- PROBLEM TO WORK ON
Search the entries below for the string "LittleEndian" and copy the lines that hold it.
+===+
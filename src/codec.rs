//! Canonical header encoding
//!
//! The 88-byte form is what the search engine hashes and what the ledger node
//! receives (as lowercase hex). Integers are little-endian and each
//! variable-looking field carries a one-byte length prefix:
//!
//! ```text
//! [0x20][hash 32][0x14][address1 20][value u32][0x14][address2 20][flag u8][timestamp u32][nonce u32]
//! ```

use crate::types::{PuzzleHeader, ADDRESS_LEN, HASH_LEN};
use byteorder::{ByteOrder, LittleEndian};

/// Size of an encoded header
pub const ENCODED_LEN: usize = 88;

/// Hex length of an encoded header
pub const ENCODED_HEX_LEN: usize = ENCODED_LEN * 2;

/// Offset of the trailing nonce within the encoding
pub const NONCE_OFFSET: usize = ENCODED_LEN - 4;

/// Encode a header into its canonical 88 bytes
pub fn encode(header: &PuzzleHeader) -> [u8; ENCODED_LEN] {
    let mut out = [0u8; ENCODED_LEN];
    let mut pos = 0;

    out[pos] = HASH_LEN as u8;
    pos += 1;
    out[pos..pos + HASH_LEN].copy_from_slice(&header.hash);
    pos += HASH_LEN;

    out[pos] = ADDRESS_LEN as u8;
    pos += 1;
    out[pos..pos + ADDRESS_LEN].copy_from_slice(&header.address1);
    pos += ADDRESS_LEN;

    LittleEndian::write_u32(&mut out[pos..pos + 4], header.value);
    pos += 4;

    out[pos] = ADDRESS_LEN as u8;
    pos += 1;
    out[pos..pos + ADDRESS_LEN].copy_from_slice(&header.address2);
    pos += ADDRESS_LEN;

    out[pos] = header.flag;
    pos += 1;

    LittleEndian::write_u32(&mut out[pos..pos + 4], header.timestamp);
    pos += 4;

    debug_assert_eq!(pos, NONCE_OFFSET);
    LittleEndian::write_u32(&mut out[pos..pos + 4], header.nonce);

    out
}

/// Encode a header as 176 lowercase hex characters
pub fn encode_hex(header: &PuzzleHeader) -> String {
    hex::encode(encode(header))
}

/// Overwrite the nonce of an already encoded header
pub fn inject_nonce(encoded: &mut [u8; ENCODED_LEN], nonce: u32) {
    LittleEndian::write_u32(&mut encoded[NONCE_OFFSET..], nonce);
}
+===+
- RESPONSE BELOW
use byteorder::{ByteOrder, LittleEndian};
    LittleEndian::write_u32(&mut out[pos..pos + 4], header.value);
    LittleEndian::write_u32(&mut out[pos..pos + 4], header.timestamp);
    LittleEndian::write_u32(&mut out[pos..pos + 4], header.nonce);
    LittleEndian::write_u32(&mut encoded[NONCE_OFFSET..], nonce);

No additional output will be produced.